Lines with "IngestionError": pull these out of the listing below.

*** SOURCE MATERIAL ***

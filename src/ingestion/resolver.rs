//! Field resolution across inconsistent header spellings.
//!
//! Hand-exported spreadsheets spell the same column many ways (`CIRCUS NAME`, `Circus Name`,
//! `circusName`, ...). Each logical field carries a priority-ordered list of accepted
//! spellings; [`resolve_cell`] tries them all with exact casing first, then falls back to a
//! case-insensitive scan of every header in the row.

use crate::types::{CellValue, RawRow};

/// A logical show field and the header spellings accepted for it.
#[derive(Debug, Clone, Copy, PartialEq, Eq, Hash)]
pub enum ShowField {
    CircusName,
    VenueName,
    Address,
    City,
    State,
    Zip,
    Coords,
    Latitude,
    Longitude,
    ShowDate,
}

impl ShowField {
    /// Accepted header spellings, highest priority first.
    pub fn candidates(self) -> &'static [&'static str] {
        match self {
            ShowField::CircusName => &["CIRCUS NAME", "Circus Name", "circusName"],
            ShowField::VenueName => &["VENUE NAME", "Venue Name", "venueName"],
            ShowField::Address => &["ADDRESS", "Address", "address"],
            ShowField::City => &["CITY", "City", "city"],
            ShowField::State => &["STATE", "State", "state"],
            ShowField::Zip => &["ZIP", "Zip", "zip"],
            ShowField::Coords => &["COORDS", "Coords", "coords"],
            ShowField::Latitude => &["LATITUDE", "Latitude", "latitude"],
            ShowField::Longitude => &["LONGITUDE", "Longitude", "longitude"],
            ShowField::ShowDate => &[
                "Show Date",
                "SHOW DATE",
                "showDate",
                "Show date",
                "Date",
                "date",
                "DATE",
            ],
        }
    }

    /// Name used in diagnostics.
    pub fn label(self) -> &'static str {
        match self {
            ShowField::CircusName => "circusName",
            ShowField::VenueName => "venueName",
            ShowField::Address => "address",
            ShowField::City => "city",
            ShowField::State => "state",
            ShowField::Zip => "zip",
            ShowField::Coords => "coords",
            ShowField::Latitude => "latitude",
            ShowField::Longitude => "longitude",
            ShowField::ShowDate => "showDate",
        }
    }
}

/// Find the first truthy cell for any of `candidates`.
///
/// All candidates are tried with their exact casing before any case-insensitive match is
/// attempted, so candidate order only breaks ties within each pass.
pub fn resolve_cell<'a>(row: &'a RawRow, candidates: &[&str]) -> Option<&'a CellValue> {
    candidates
        .iter()
        .filter_map(|c| row.get(c))
        .find(|v| v.is_truthy())
        .or_else(|| {
            candidates
                .iter()
                .flat_map(|c| row.get_all_ignore_case(c))
                .find(|v| v.is_truthy())
        })
}

/// Resolve a candidate list to a string, or `""` when nothing usable is present.
pub fn resolve_str(row: &RawRow, candidates: &[&str]) -> String {
    resolve_cell(row, candidates)
        .map(|v| v.to_string())
        .unwrap_or_default()
}

/// Resolve a logical field to a string, or `""` when nothing usable is present.
pub fn resolve_field(row: &RawRow, field: ShowField) -> String {
    resolve_str(row, field.candidates())
}
//! Calendar-date parsing for show dates.
//!
//! Uploads come from hand-maintained spreadsheets, so dates show up as ISO strings, US-style
//! slashed dates, spelled-out month names, spreadsheet date cells or bare serial day numbers.
//! Only the calendar date is kept; any time of day is discarded.

use chrono::{DateTime, Datelike, Days, NaiveDate, NaiveDateTime};

use crate::types::CellValue;

const DATETIME_FORMATS: &[&str] = &[
    "%Y-%m-%dT%H:%M:%S%.f",
    "%Y-%m-%dT%H:%M",
    "%Y-%m-%d %H:%M:%S%.f",
    "%Y-%m-%d %H:%M",
    "%m/%d/%Y %H:%M:%S",
    "%m/%d/%Y %H:%M",
    "%m/%d/%Y %I:%M:%S %p",
    "%m/%d/%Y %I:%M %p",
    "%m/%d/%Y %I:%M%p",
    "%m/%d/%y %I:%M %p",
    "%Y-%m-%d %I:%M %p",
    "%B %d, %Y %I:%M %p",
];

const DATE_FORMATS: &[&str] = &[
    "%Y-%m-%d",
    "%Y/%m/%d",
    "%m/%d/%Y",
    "%m/%d/%y",
    "%m-%d-%Y",
    "%B %d, %Y",
    "%B %d %Y",
    "%d %B %Y",
    "%d %B, %Y",
    "%d-%B-%Y",
    "%A, %B %d, %Y",
    "%A %B %d %Y",
];

/// Serial day numbers count from this date (1900 date system, including its leap-year quirk).
fn excel_epoch() -> Option<NaiveDate> {
    NaiveDate::from_ymd_opt(1899, 12, 30)
}

/// Largest serial day number a spreadsheet can hold (9999-12-31).
const MAX_EXCEL_SERIAL: f64 = 2_958_465.0;

/// Parse a show-date cell into a calendar date.
pub fn parse_date_cell(cell: &CellValue) -> Option<NaiveDate> {
    match cell {
        CellValue::Text(s) => parse_date_str(s),
        CellValue::DateTime(dt) => Some(dt.date()),
        CellValue::Int(i) => date_from_serial(*i as f64),
        CellValue::Float(f) => date_from_serial(*f),
        CellValue::Bool(_) | CellValue::Empty => None,
    }
}

/// Parse a free-form date string.
///
/// Returns `None` for anything that does not name a real calendar day (`"N/A"`,
/// `"2025-02-30"`, ...).
pub fn parse_date_str(raw: &str) -> Option<NaiveDate> {
    let s = raw.trim();
    if s.is_empty() {
        return None;
    }

    if let Ok(dt) = DateTime::parse_from_rfc3339(s) {
        return Some(dt.date_naive());
    }
    if let Ok(dt) = DateTime::parse_from_rfc2822(s) {
        return Some(dt.date_naive());
    }

    DATETIME_FORMATS
        .iter()
        .filter_map(|fmt| NaiveDateTime::parse_from_str(s, fmt).ok())
        .map(|dt| dt.date())
        .chain(
            DATE_FORMATS
                .iter()
                .filter_map(|fmt| NaiveDate::parse_from_str(s, fmt).ok()),
        )
        // `%Y` happily reads "25" as year 25; let `%y` handle two-digit years instead.
        .find(|d| d.year() >= 1000)
}

/// Convert a spreadsheet serial day number into a date.
pub fn date_from_serial(serial: f64) -> Option<NaiveDate> {
    if !serial.is_finite() || serial < 1.0 || serial > MAX_EXCEL_SERIAL {
        return None;
    }
    excel_epoch()?.checked_add_days(Days::new(serial.floor() as u64))
}

#[cfg(test)]
mod tests {
    use super::*;

    fn ymd(y: i32, m: u32, d: u32) -> NaiveDate {
        NaiveDate::from_ymd_opt(y, m, d).unwrap()
    }

    #[test]
    fn parses_common_spellings() {
        let expected = ymd(2025, 4, 15);
        for s in [
            "2025-04-15",
            " 2025-04-15 ",
            "2025/04/15",
            "04/15/2025",
            "4/15/2025",
            "4/15/25",
            "April 15, 2025",
            "Apr 15, 2025",
            "15 April 2025",
            "Tuesday, April 15, 2025",
            "2025-04-15T19:30:00",
            "2025-04-15T19:30:00Z",
            "2025-04-15 19:30",
        ] {
            assert_eq!(parse_date_str(s), Some(expected), "input={s}");
        }
    }

    #[test]
    fn parses_twelve_hour_clock_times() {
        for s in [
            "4/15/2025 7:30 PM",
            "04/15/2025 07:30 pm",
            "4/15/2025 7:30PM",
            "4/15/2025 11:59:59 PM",
            "4/15/25 7:30 AM",
            "2025-04-15 12:00 AM",
            "April 15, 2025 7:30 PM",
        ] {
            assert_eq!(parse_date_str(s), Some(ymd(2025, 4, 15)), "input={s}");
        }
        assert_eq!(parse_date_str("4/15/2025 13:30 PM"), None);
    }

    #[test]
    fn rejects_non_dates() {
        for s in ["N/A", "", "tbd", "2025-02-30", "13/45/2025"] {
            assert_eq!(parse_date_str(s), None, "input={s}");
        }
    }

    #[test]
    fn serial_numbers_use_1900_date_system() {
        assert_eq!(date_from_serial(45762.0), Some(ymd(2025, 4, 15)));
        assert_eq!(date_from_serial(45762.75), Some(ymd(2025, 4, 15)));
        assert_eq!(date_from_serial(0.0), None);
        assert_eq!(date_from_serial(f64::NAN), None);
    }

    #[test]
    fn cell_dispatch() {
        let dt = ymd(2025, 4, 15).and_hms_opt(20, 0, 0).unwrap();
        assert_eq!(parse_date_cell(&CellValue::DateTime(dt)), Some(ymd(2025, 4, 15)));
        assert_eq!(parse_date_cell(&CellValue::Int(45762)), Some(ymd(2025, 4, 15)));
        assert_eq!(parse_date_cell(&CellValue::Bool(true)), None);
    }
}
//! CSV parsing into [`RawRow`]s.

use std::io::Read;

use crate::error::{IngestionError, PipelineResult};
use crate::types::{CellValue, RawRow};

/// Parse an in-memory CSV upload.
///
/// Rules:
///
/// - The first record is the header row.
/// - Empty and whitespace-only lines are skipped; headers and values are trimmed.
/// - Every other record must have as many fields as the header row.
/// - Blank values become [`CellValue::Empty`], everything else [`CellValue::Text`].
pub fn parse_csv_bytes(bytes: &[u8]) -> PipelineResult<Vec<RawRow>> {
    let mut rdr = csv::ReaderBuilder::new()
        .has_headers(true)
        .trim(csv::Trim::All)
        .flexible(true)
        .from_reader(bytes);
    parse_csv_from_reader(&mut rdr)
}

/// Parse CSV data from an existing CSV reader.
///
/// The reader should be built with `flexible(true)` so that blank lines reach the skip check
/// below instead of failing inside the `csv` crate.
pub fn parse_csv_from_reader<R: Read>(rdr: &mut csv::Reader<R>) -> PipelineResult<Vec<RawRow>> {
    let headers = rdr.headers()?.clone();

    let mut rows: Vec<RawRow> = Vec::new();
    for result in rdr.records() {
        let record = result?;
        if record.iter().all(|field| field.trim().is_empty()) {
            continue;
        }
        if record.len() != headers.len() {
            return Err(IngestionError::RaggedRecord {
                line: record.position().map_or(0, |p| p.line()),
                expected: headers.len(),
                found: record.len(),
            });
        }
        let row: RawRow = headers
            .iter()
            .zip(record.iter())
            .map(|(header, raw)| (strip_bom(header), text_cell(raw)))
            .collect();
        rows.push(row);
    }

    Ok(rows)
}

fn text_cell(raw: &str) -> CellValue {
    let trimmed = raw.trim();
    if trimmed.is_empty() {
        CellValue::Empty
    } else {
        CellValue::Text(trimmed.to_owned())
    }
}

// Excel's "CSV UTF-8" export prefixes the first header with a byte order mark.
fn strip_bom(header: &str) -> &str {
    header.trim_start_matches('\u{feff}')
}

*** End of SOURCE MATERIAL ***

RESPONSE BOX:
use crate::error::{IngestionError, PipelineResult};
            return Err(IngestionError::RaggedRecord {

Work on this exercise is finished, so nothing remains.